Your “difficulty” probably has to do with solver tolerances, since solvers do not exactly honor constraints they are provided.
Aside from possibly adjusting tolerances, and maybe trying different solvers, you could explicitly build in a buffer for your LMI (which should really use >= not >) being satisfied (or equivalently, a minimum eigenvalue). So pick a value for epsilon, such as 1e-6 (maybe you can get by with 1e-8), and presuming that A is n by n, specify
a'x+x'a-a'a - epsilon*eye(n) >= A
if invoked by cvx_begin sdp, or if not invoked by cvx_begin sdp, then
a'x+x'a-a'a - A - epsilon*eye(n) = semidefinite(n)
Hopefully, the reported solution will strictly satisfy your LMI as originally written, with the solver tolerance slop being less than the buffer you built in.
Thanks a lot for your answer. I tried to increase the precision of the solver in cvx toolbox, I set it to high, but the problem still remains.

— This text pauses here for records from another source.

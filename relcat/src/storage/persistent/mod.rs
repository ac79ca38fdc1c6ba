// Copyright (c) 2024-2025 DeepGraph Inc.
// SPDX-License-Identifier: Apache-2.0
//
//! Key-value backends underneath the data tables
//!
//! A driver hands out named trees. Each [`DataTable`](crate::storage::DataTable)
//! owns one tree keyed by big-endian row id, and the registry keeps one more
//! tree of table descriptors. Sled persists them; the memory driver does not.

pub mod memory;
#[cfg(feature = "sled-backend")]
pub mod sled;
pub mod traits;

pub use memory::MemoryStorageDriver;
pub use traits::{BoxedStorageDriver, StorageDriver, StorageTree, TreeIter};

use serde::{Deserialize, Serialize};
use std::fmt;
use std::path::Path;
use std::str::FromStr;

/// Backend selected by [`CatalogConfig`](crate::config::CatalogConfig)
#[derive(Debug, Clone, Copy, Default, Serialize, Deserialize, PartialEq, Eq)]
#[serde(rename_all = "lowercase")]
pub enum StorageType {
    /// On-disk sled database
    #[default]
    Sled,
    /// Process-local trees, gone on drop
    Memory,
}

impl StorageType {
    pub fn as_str(self) -> &'static str {
        match self {
            StorageType::Sled => "sled",
            StorageType::Memory => "memory",
        }
    }
}

impl FromStr for StorageType {
    type Err = StorageDriverError;

    fn from_str(s: &str) -> Result<Self, Self::Err> {
        [StorageType::Sled, StorageType::Memory]
            .into_iter()
            .find(|kind| kind.as_str().eq_ignore_ascii_case(s))
            .ok_or_else(|| {
                StorageDriverError::Unavailable(format!("no storage backend called '{}'", s))
            })
    }
}

impl fmt::Display for StorageType {
    fn fmt(&self, f: &mut fmt::Formatter<'_>) -> fmt::Result {
        f.write_str(self.as_str())
    }
}

#[derive(Debug, thiserror::Error)]
pub enum StorageDriverError {
    #[error("I/O error: {0}")]
    IoError(#[from] std::io::Error),

    /// Backend missing from this build, or an unknown backend name
    #[error("storage backend unavailable: {0}")]
    Unavailable(String),

    #[error("storage backend failed: {0}")]
    BackendSpecific(String),
}

pub type StorageResult<T> = Result<T, StorageDriverError>;

/// Open the backend named by `storage_type`. The memory driver ignores `path`.
pub fn create_storage_driver(
    storage_type: StorageType,
    path: impl AsRef<Path>,
) -> StorageResult<BoxedStorageDriver> {
    let driver: BoxedStorageDriver = match storage_type {
        StorageType::Memory => Box::new(MemoryStorageDriver::open(path)?),
        #[cfg(feature = "sled-backend")]
        StorageType::Sled => Box::new(sled::SledDriver::open(path)?),
        #[cfg(not(feature = "sled-backend"))]
        StorageType::Sled => {
            return Err(StorageDriverError::Unavailable(format!(
                "sled support is not compiled in (wanted {})",
                path.as_ref().display()
            )))
        }
    };
    log::debug!("Opened {} storage driver", driver.storage_type());
    Ok(driver)
}

#[cfg(test)]
mod tests {
    use super::*;

    #[test]
    fn test_storage_type_names() {
        assert_eq!("MEMORY".parse::<StorageType>().unwrap(), StorageType::Memory);
        assert_eq!(StorageType::Sled.to_string(), "sled");
        assert!(matches!(
            "rocks".parse::<StorageType>(),
            Err(StorageDriverError::Unavailable(_))
        ));
    }

    #[test]
    fn test_memory_driver_ignores_path() {
        let driver = create_storage_driver(StorageType::Memory, "/does/not/exist").unwrap();
        assert_eq!(driver.storage_type(), StorageType::Memory);
    }

    #[cfg(feature = "sled-backend")]
    #[test]
    fn test_sled_driver_in_directory() {
        let dir = tempfile::TempDir::new().unwrap();
        let driver = create_storage_driver(StorageType::Sled, dir.path().join("db")).unwrap();
        assert_eq!(driver.storage_type(), StorageType::Sled);
        assert!(driver.list_trees().unwrap().is_empty());
    }
}
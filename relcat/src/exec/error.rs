// Copyright (c) 2024-2025 DeepGraph Inc.
// SPDX-License-Identifier: Apache-2.0
//
//! Execution error types

use crate::storage::StorageError;
use crate::txn::TransactionId;
use thiserror::Error;

/// Execution errors
#[derive(Error, Debug)]
pub enum ExecutionError {
    #[error("Storage error: {0}")]
    Storage(#[from] StorageError),

    #[error("Type error: {0}")]
    TypeError(String),

    #[error("Column {column} out of range for table '{table}' with {arity} columns")]
    ColumnOutOfRange {
        table: String,
        column: usize,
        arity: usize,
    },

    #[error("Unsupported expression: {0}")]
    UnsupportedExpression(String),

    #[error("Transaction {0} is not active")]
    InactiveTransaction(TransactionId),
}
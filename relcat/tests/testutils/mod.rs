//! Test utilities for relcat integration tests
//!
//! `TestFixture` bootstraps a fresh set of system catalogs per test, either
//! in memory or on sled inside a temporary directory.

#![allow(dead_code)]

pub mod test_fixture;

I also tried to use your method, but it doesn’t help,too. When I tried to choose epsilon from 1e-3 to 1e-8, the computed eigenvalues are still negative. When I increased epsilon, made it bigger, like 0.1 to 1e-2, solver can’t solve the problem, the result is NaN.
I don’t know if the numerical error is related to the rank of matrix a’x+x’a-a’a, because normally in my case, it’s not full rank.
I suggest you edit your post and show your complete problem specification, including definitions of any relevant matrices, vectors and scalars. Also include the solver output, including intermediate output (don’t use quiet mode) for all the solvers you have installed (at least SeDuMi and sdpt3).
This is simply the nature of inexact numerical solvers. Small errors like this have to be expected, and correcting them as needed is an essential part of your engineering process. Mark’s suggestion is a good one. But the proper answer necessarily depends on the specific application.
I’m going to edit your title to better reflect the nature of this question, which is certainly a good one for this forum! I thank you for bringing it.